函式split.screen()和layout()可以對多個圖形作更復雜的排列。
12.6 裝置驅動
R幾乎可以在任何一種型別的顯示器和列印裝置上生成(不同質量的)圖形。不過,在這之前,需要告訴R要處理的是哪一種裝置。這通過啟動一個裝置驅動來完成。
裝置驅動通過呼叫裝置驅動函式來啟動。
某些常用的裝置驅動有:
X11()[Unix] 使用X11視窗系統
windows()[Windows] 使用 Windows 視窗系統
postscript()在PostScript印表機上列印或者建立PostScript圖形檔案
pictex()生成一個LATEX檔案
當一個裝置使用完之後,可以通過下面的命令終止裝置驅動
> dev.off()
這個命令可以確保裝置已經結束;例如,在某些硬拷貝的裝置中,這個命令可以保證每頁都已經完成,並且都被傳送到印表機了。
PostScript文件
通過給postscript()函式帶上file引數,我們可以把圖形以PostScript格式儲存到檔案中。如果沒有給出horizontal=FALSE引數,圖形是橫向的,你可以通過width和height引數控制圖形的大小(圖形會自動適應)。例如,命令
> postscript("file.ps", horizontal=FALSE, height=5, pointsize=10)

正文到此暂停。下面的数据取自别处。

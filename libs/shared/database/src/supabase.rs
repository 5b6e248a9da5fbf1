use anyhow::{Result, anyhow};
use reqwest::{
    Client,
    header::{HeaderMap, HeaderValue, CONTENT_TYPE, AUTHORIZATION},
    Method,
};
use serde::de::DeserializeOwned;
use serde_json::Value;
use tracing::{debug, error, warn};

/// Decode a result set row by row, skipping records that fail to parse.
///
/// Historical rows may carry time strings in either accepted format or be
/// otherwise malformed; one bad record must not abort a whole day's read.
pub fn parse_rows<T: DeserializeOwned>(rows: Vec<Value>, table: &str) -> Vec<T> {
    rows.into_iter()
        .filter_map(|row| {
            let id = row.get("id").cloned();
            match serde_json::from_value(row) {
                Ok(parsed) => Some(parsed),
                Err(e) => {
                    warn!("Skipping unparseable {} record {:?}: {}", table, id, e);
                    None
                }
            }
        })
        .collect()
}

use shared_config::AppConfig;

pub struct SupabaseClient {
    client: Client,
    base_url: String,
    anon_key: String,
}

impl SupabaseClient {
    pub fn new(config: &AppConfig) -> Self {
        Self {
            client: Client::new(),
            base_url: config.supabase_url.clone(),
            anon_key: config.supabase_anon_key.clone(),
        }
    }

    fn get_headers(&self, auth_token: Option<&str>) -> HeaderMap {
        let mut headers = HeaderMap::new();

        headers.insert("apikey", HeaderValue::from_str(&self.anon_key).unwrap());
        headers.insert(CONTENT_TYPE, HeaderValue::from_static("application/json"));

        if let Some(token) = auth_token {
            headers.insert(
                AUTHORIZATION,
                HeaderValue::from_str(&format!("Bearer {}", token)).unwrap()
            );
        }

        headers
    }

    pub async fn request<T>(&self, method: Method, path: &str,
                            auth_token: Option<&str>, body: Option<Value>)
                            -> Result<T>
    where T: DeserializeOwned {
        self.request_with_headers(method, path, auth_token, body, None).await
    }

    pub async fn request_with_headers<T>(&self, method: Method, path: &str,
                                         auth_token: Option<&str>, body: Option<Value>,
                                         extra_headers: Option<HeaderMap>)
                                         -> Result<T>
    where T: DeserializeOwned {
        let url = format!("{}{}", self.base_url, path);
        debug!("Making request to {}", url);

        let mut headers = self.get_headers(auth_token);
        if let Some(extra) = extra_headers {
            headers.extend(extra);
        }

        let mut req = self.client.request(method, &url)
            .headers(headers);

        if let Some(body_data) = body {
            req = req.json(&body_data);
        }

        let response = req.send().await?;

        let status = response.status();
        if !status.is_success() {
            let error_text = response.text().await?;
            error!("API error ({}): {}", status, error_text);

            return Err(match status.as_u16() {
                401 | 403 => anyhow!("Authentication error: {}", error_text),
                404 => anyhow!("Resource not found: {}", error_text),
                409 => anyhow!("Conflict: {}", error_text),
                _ => anyhow!("API error ({}): {}", status, error_text),
            });
        }

        let data = response.json::<T>().await?;
        Ok(data)
    }

    /// Insert one record and return the stored representation.
    pub async fn insert_returning(&self, table: &str, record: Value,
                                  auth_token: Option<&str>) -> Result<Vec<Value>> {
        let mut headers = HeaderMap::new();
        headers.insert("Prefer", HeaderValue::from_static("return=representation"));

        self.request_with_headers(
            Method::POST,
            &format!("/rest/v1/{}", table),
            auth_token,
            Some(record),
            Some(headers),
        ).await
    }

    /// Upsert a batch of full records in a single PostgREST statement.
    ///
    /// All rows commit or none do, which is what the scheduling engines rely
    /// on for their multi-appointment retiming writes.
    pub async fn batch_upsert(&self, table: &str, rows: Vec<Value>,
                              auth_token: Option<&str>) -> Result<Vec<Value>> {
        if rows.is_empty() {
            return Ok(vec![]);
        }

        let mut headers = HeaderMap::new();
        headers.insert(
            "Prefer",
            HeaderValue::from_static("resolution=merge-duplicates,return=representation"),
        );

        self.request_with_headers(
            Method::POST,
            &format!("/rest/v1/{}", table),
            auth_token,
            Some(Value::Array(rows)),
            Some(headers),
        ).await
    }

    /// Delete matching rows, asking PostgREST to return them so the
    /// response body always decodes.
    pub async fn delete_returning(&self, path: &str,
                                  auth_token: Option<&str>) -> Result<Vec<Value>> {
        let mut headers = HeaderMap::new();
        headers.insert("Prefer", HeaderValue::from_static("return=representation"));

        self.request_with_headers(Method::DELETE, path, auth_token, None, Some(headers)).await
    }

    pub fn get_base_url(&self) -> &str {
        &self.base_url
    }
}
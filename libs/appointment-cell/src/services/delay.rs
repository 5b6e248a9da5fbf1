// libs/appointment-cell/src/services/delay.rs
//
// When a consultation runs past its scheduled end, every later pending or
// confirmed appointment on that doctor's day shifts forward by the overrun.

use std::sync::Arc;

use chrono::NaiveDate;
use tracing::{debug, info};
use uuid::Uuid;

use shared_config::AppConfig;
use shared_database::SupabaseClient;
use shared_utils::ClockTime;

use doctor_cell::services::DoctorService;

use crate::models::{Appointment, SchedulerError};
use crate::services::store::AppointmentStore;

/// The rows to rewrite after an overrun of `overrun_minutes`.
///
/// Ordering is by `slot_index`, not wall-clock time, so an appointment that
/// was reassigned or edited earlier in the day is still handled correctly.
/// Forward-only: the plan is empty unless the overrun is positive.
pub fn propagation_plan(
    appointments: &[Appointment],
    trigger_slot_index: i32,
    overrun_minutes: i64,
) -> Vec<Appointment> {
    if overrun_minutes <= 0 {
        return vec![];
    }

    appointments
        .iter()
        .filter(|appt| {
            appt.is_awaiting_consultation() && appt.slot_index > trigger_slot_index
        })
        .map(|appt| {
            let mut shifted = appt.clone();
            shifted.time = appt.time.plus_minutes(overrun_minutes);
            shifted.delay_minutes = appt.delay_minutes + overrun_minutes as i32;
            shifted
        })
        .collect()
}

pub struct DelayPropagationEngine {
    store: AppointmentStore,
    doctor_service: DoctorService,
}

impl DelayPropagationEngine {
    pub fn new(config: &AppConfig) -> Self {
        let supabase = Arc::new(SupabaseClient::new(config));
        Self {
            store: AppointmentStore::new(supabase),
            doctor_service: DoctorService::new(config),
        }
    }

    /// Measure the overrun of the just-completed appointment and shift
    /// everything behind it. Returns the number of rewritten appointments;
    /// zero when the consultation finished on time.
    pub async fn on_consultation_completed(
        &self,
        doctor_id: Uuid,
        date: NaiveDate,
        completed_appointment_id: Uuid,
        actual_end_time: ClockTime,
        auth_token: Option<&str>,
    ) -> Result<usize, SchedulerError> {
        let doctor = self.doctor_service.get_doctor(doctor_id, auth_token).await?;
        let appointments = self.store.day_appointments(doctor_id, date, auth_token).await?;

        let trigger = appointments
            .iter()
            .find(|appt| appt.id == completed_appointment_id)
            .ok_or(SchedulerError::NotFound)?;

        let scheduled_end = trigger
            .time
            .plus_minutes(doctor.average_consulting_minutes as i64);
        let overrun_minutes = scheduled_end.minutes_until(actual_end_time);

        if overrun_minutes <= 0 {
            debug!(
                "Appointment {} finished on time, nothing to shift",
                completed_appointment_id
            );
            return Ok(0);
        }

        let plan = propagation_plan(&appointments, trigger.slot_index, overrun_minutes);
        let shifted = self.store.apply_batch(plan, auth_token).await?;

        info!(
            "Overrun of {}min on appointment {} shifted {} later appointments",
            overrun_minutes, completed_appointment_id, shifted
        );
        Ok(shifted)
    }
}
// libs/appointment-cell/src/services/booking.rs
//
// Earliest-free-slot allocation. The occupancy check and the insert run
// under a per-slot lock row so that two concurrent bookings can never both
// claim the same (doctor, date, slot).

use std::sync::Arc;

use chrono::{DateTime, NaiveDate, Utc};
use reqwest::Method;
use serde_json::{json, Value};
use tracing::{debug, info, warn};
use uuid::Uuid;

use shared_config::AppConfig;
use shared_database::SupabaseClient;
use shared_utils::{Clock, ClockTime, SystemClock};

use doctor_cell::models::Slot;
use doctor_cell::services::slots;
use doctor_cell::services::DoctorService;

use crate::models::{
    Appointment, AppointmentStatus, BookAppointmentRequest, BookingChannel, SchedulerError,
    SchedulingPolicy,
};
use crate::services::store::AppointmentStore;

/// Pick the earliest bookable slot for a new appointment.
///
/// A slot is occupied while a non-cancelled, non-no-show appointment holds
/// its index. Advance and phone bookings for the current date are barred
/// from slots starting inside the exclusion window; walk-ins are not.
pub fn allocate_slot<'a>(
    slot_calendar: &'a [Slot],
    appointments: &[Appointment],
    channel: BookingChannel,
    booking_for_today: bool,
    now: ClockTime,
    policy: &SchedulingPolicy,
) -> Option<&'a Slot> {
    let earliest_remote: ClockTime = now.plus_minutes(policy.online_exclusion_minutes);

    slot_calendar.iter().find(|slot| {
        let occupied = appointments
            .iter()
            .any(|appt| appt.occupies_slot() && appt.slot_index == slot.global_slot_index);
        if occupied {
            return false;
        }
        if channel != BookingChannel::WalkIn && booking_for_today && slot.start < earliest_remote {
            return false;
        }
        true
    })
}

pub struct BookingAllocator {
    supabase: Arc<SupabaseClient>,
    store: AppointmentStore,
    doctor_service: DoctorService,
    clinic_id: String,
    policy: SchedulingPolicy,
    clock: Arc<dyn Clock>,
}

impl BookingAllocator {
    pub fn new(config: &AppConfig) -> Self {
        Self::with_clock(config, Arc::new(SystemClock))
    }

    pub fn with_clock(config: &AppConfig, clock: Arc<dyn Clock>) -> Self {
        let supabase = Arc::new(SupabaseClient::new(config));
        Self {
            store: AppointmentStore::new(Arc::clone(&supabase)),
            doctor_service: DoctorService::new(config),
            clinic_id: config.clinic_id.clone(),
            policy: SchedulingPolicy::default(),
            clock,
            supabase,
        }
    }

    pub async fn book_appointment(
        &self,
        request: BookAppointmentRequest,
        auth_token: Option<&str>,
    ) -> Result<Appointment, SchedulerError> {
        info!(
            "Booking {} appointment with doctor {} on {}",
            request.booked_via, request.doctor_id, request.date
        );

        let doctor = self
            .doctor_service
            .get_doctor(request.doctor_id, auth_token)
            .await?;
        let slot_calendar = slots::slots_for_date(&doctor, request.date)?;
        let booking_for_today = request.date == self.clock.today();

        for attempt in 1..=self.policy.max_booking_attempts {
            debug!(
                "Booking attempt {} for doctor {} on {}",
                attempt, request.doctor_id, request.date
            );

            match self
                .try_book_once(&request, &doctor.full_name, &slot_calendar, booking_for_today, auth_token)
                .await
            {
                Ok(appointment) => {
                    info!(
                        "Appointment {} booked at slot {} ({})",
                        appointment.id, appointment.slot_index, appointment.time
                    );
                    return Ok(appointment);
                }
                Err(SchedulerError::SlotTaken) if attempt < self.policy.max_booking_attempts => {
                    warn!(
                        "Slot race lost, retrying attempt {}/{}",
                        attempt, self.policy.max_booking_attempts
                    );
                    tokio::time::sleep(std::time::Duration::from_millis(100 * attempt as u64))
                        .await;
                }
                Err(e) => return Err(e),
            }
        }

        Err(SchedulerError::SlotTaken)
    }

    async fn try_book_once(
        &self,
        request: &BookAppointmentRequest,
        doctor_name: &str,
        slot_calendar: &[Slot],
        booking_for_today: bool,
        auth_token: Option<&str>,
    ) -> Result<Appointment, SchedulerError> {
        let appointments = self
            .store
            .day_appointments(request.doctor_id, request.date, auth_token)
            .await?;

        let slot = allocate_slot(
            slot_calendar,
            &appointments,
            request.booked_via,
            booking_for_today,
            self.clock.time_of_day(),
            &self.policy,
        )
        .ok_or(SchedulerError::NoSlotAvailable)?;

        let lock_key = self.slot_lock_key(request.doctor_id, request.date, slot.global_slot_index);
        if !self.acquire_slot_lock(&lock_key, request.doctor_id).await? {
            return Err(SchedulerError::SlotTaken);
        }

        // Final occupancy check under the lock.
        let latest = self
            .store
            .day_appointments(request.doctor_id, request.date, auth_token)
            .await;
        let still_free = match &latest {
            Ok(current) => !current
                .iter()
                .any(|appt| appt.occupies_slot() && appt.slot_index == slot.global_slot_index),
            Err(_) => false,
        };
        if !still_free {
            self.release_slot_lock(&lock_key).await?;
            return Err(SchedulerError::SlotTaken);
        }

        let appointment = self.build_appointment(request, doctor_name, slot);
        let result = self.insert_appointment(&appointment, auth_token).await;

        self.release_slot_lock(&lock_key).await?;
        result?;

        Ok(appointment)
    }

    fn build_appointment(
        &self,
        request: &BookAppointmentRequest,
        doctor_name: &str,
        slot: &Slot,
    ) -> Appointment {
        let now = Utc::now();
        // Walk-in patients are at the desk; remote channels wait for check-in.
        let status = if request.booked_via == BookingChannel::WalkIn {
            AppointmentStatus::Confirmed
        } else {
            AppointmentStatus::Pending
        };

        Appointment {
            id: Uuid::new_v4(),
            clinic_id: self.clinic_id.clone(),
            doctor_id: request.doctor_id,
            doctor_name: doctor_name.to_string(),
            patient_name: request.patient_name.clone(),
            patient_phone: request.patient_phone.clone(),
            date: request.date,
            time: slot.start,
            slot_index: slot.global_slot_index,
            session_index: slot.session_index,
            token_number: slot.global_slot_index + 1,
            status,
            booked_via: request.booked_via,
            delay_minutes: 0,
            cut_off_time: slot.start.plus_minutes(-self.policy.cut_off_lead_minutes),
            no_show_time: slot.start.plus_minutes(self.policy.no_show_grace_minutes),
            created_at: now,
            updated_at: now,
        }
    }

    async fn insert_appointment(
        &self,
        appointment: &Appointment,
        auth_token: Option<&str>,
    ) -> Result<(), SchedulerError> {
        let record = serde_json::to_value(appointment)
            .map_err(|e| SchedulerError::DatabaseError(e.to_string()))?;

        let result = self
            .supabase
            .insert_returning("appointments", record, auth_token)
            .await
            .map_err(|e| SchedulerError::DatabaseError(e.to_string()))?;

        if result.is_empty() {
            return Err(SchedulerError::DatabaseError(
                "Appointment insert returned no representation".to_string(),
            ));
        }
        Ok(())
    }

    // Slot lock plumbing. A lock row in `slot_locks` guards one
    // (doctor, date, slot) triple; stale rows are reaped on contention.

    fn slot_lock_key(&self, doctor_id: Uuid, date: NaiveDate, slot_index: i32) -> String {
        format!("slot_{}_{}_{}", doctor_id, date, slot_index)
    }

    async fn acquire_slot_lock(
        &self,
        lock_key: &str,
        doctor_id: Uuid,
    ) -> Result<bool, SchedulerError> {
        if self.try_insert_lock(lock_key, doctor_id).await? {
            debug!("Slot lock acquired: {}", lock_key);
            return Ok(true);
        }

        // Lock row exists; reap it if expired, then try once more.
        if self.cleanup_expired_lock(lock_key).await? {
            return self.try_insert_lock(lock_key, doctor_id).await;
        }

        Ok(false)
    }

    async fn try_insert_lock(
        &self,
        lock_key: &str,
        doctor_id: Uuid,
    ) -> Result<bool, SchedulerError> {
        let lock_data = json!({
            "lock_key": lock_key,
            "doctor_id": doctor_id,
            "acquired_at": Utc::now().to_rfc3339(),
            "expires_at": (Utc::now() + chrono::Duration::seconds(self.policy.lock_timeout_seconds)).to_rfc3339(),
            "process_id": format!("scheduler_{}", Uuid::new_v4()),
        });

        match self
            .supabase
            .insert_returning("slot_locks", lock_data, None)
            .await
        {
            Ok(_) => Ok(true),
            // Unique violation on lock_key means someone else holds it.
            Err(_) => Ok(false),
        }
    }

    async fn release_slot_lock(&self, lock_key: &str) -> Result<(), SchedulerError> {
        let path = format!("/rest/v1/slot_locks?lock_key=eq.{}", lock_key);
        self.supabase
            .delete_returning(&path, None)
            .await
            .map_err(|e| SchedulerError::DatabaseError(format!("Lock release failed: {}", e)))?;

        debug!("Slot lock released: {}", lock_key);
        Ok(())
    }

    async fn cleanup_expired_lock(&self, lock_key: &str) -> Result<bool, SchedulerError> {
        let path = format!("/rest/v1/slot_locks?lock_key=eq.{}&select=*", lock_key);
        let response: Value = self
            .supabase
            .request(Method::GET, &path, None, None)
            .await
            .map_err(|e| SchedulerError::DatabaseError(format!("Lock check failed: {}", e)))?;

        if let Some(lock) = response.as_array().and_then(|locks| locks.first()) {
            if let Some(expires_at) = lock
                .get("expires_at")
                .and_then(|v| v.as_str())
                .and_then(|v| DateTime::parse_from_rfc3339(v).ok())
            {
                if expires_at.with_timezone(&Utc) < Utc::now() {
                    self.release_slot_lock(lock_key).await?;
                    return Ok(true);
                }
            }
        }

        Ok(false)
    }
}
use chrono::{DateTime, NaiveDate, Utc};

use crate::time::ClockTime;

/// Source of "now", injectable so the retiming engines are testable at
/// fixed instants.
pub trait Clock: Send + Sync {
    fn now_utc(&self) -> DateTime<Utc>;

    fn today(&self) -> NaiveDate {
        self.now_utc().date_naive()
    }

    fn time_of_day(&self) -> ClockTime {
        ClockTime::from_naive(self.now_utc().time())
    }
}

#[derive(Debug, Clone, Copy, Default)]
pub struct SystemClock;

impl Clock for SystemClock {
    fn now_utc(&self) -> DateTime<Utc> {
        Utc::now()
    }
}

/// Frozen clock for tests.
#[derive(Debug, Clone, Copy)]
pub struct FixedClock(pub DateTime<Utc>);

impl FixedClock {
    pub fn at(date: NaiveDate, time: ClockTime) -> Self {
        let naive = date
            .and_hms_opt(time.hour() as u32, time.minute() as u32, 0)
            .expect("clock time is always a valid time of day");
        Self(naive.and_utc())
    }
}

impl Clock for FixedClock {
    fn now_utc(&self) -> DateTime<Utc> {
        self.0
    }
}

為一個五英寸的圖生成一個包含PostScript程式碼的檔案,可以放在文當中。如果命令中的指定的檔名已經存在,將會被覆蓋。
多重圖形裝置
每個對裝置驅動的新呼叫都會開啟一個新的圖形裝置,在裝置列表中加入新的一項。這個裝置就成為當前裝置,圖形輸出就傳送到這個裝置。
dev.list() 返回所有活動中裝置的序號和名稱。在列表位置1的裝置始終是空裝置(null device),這個裝置不接收任何圖形命令。
dev.next() dev.prev() 分別返回當前裝置的後一個和前一個裝置的序號和名稱。
dev.set(which=k) 用來把當前裝置更改為裝置列表中位置k的那個。返回裝置的序號和標籤。
dev.off(k) 終止圖形列表位置k的那個圖形裝置。對於某些裝置,比如postscript,這個命令會立刻列印檔案或者正常結束檔案,具體怎樣處理取決於裝置是怎樣初始化的。
dev.copy(device,. . . ,which=k) dev.print(device,. . . ,which=k)
建立一個裝置k的拷貝。其中device是一個裝置函式,例如postscript,如果需要的話可以在'. . . '中指定其它的引數,dev.print效果相似,不過複製的裝置會立刻關閉,所以列印硬拷貝這樣的終止操作也會被立即執行。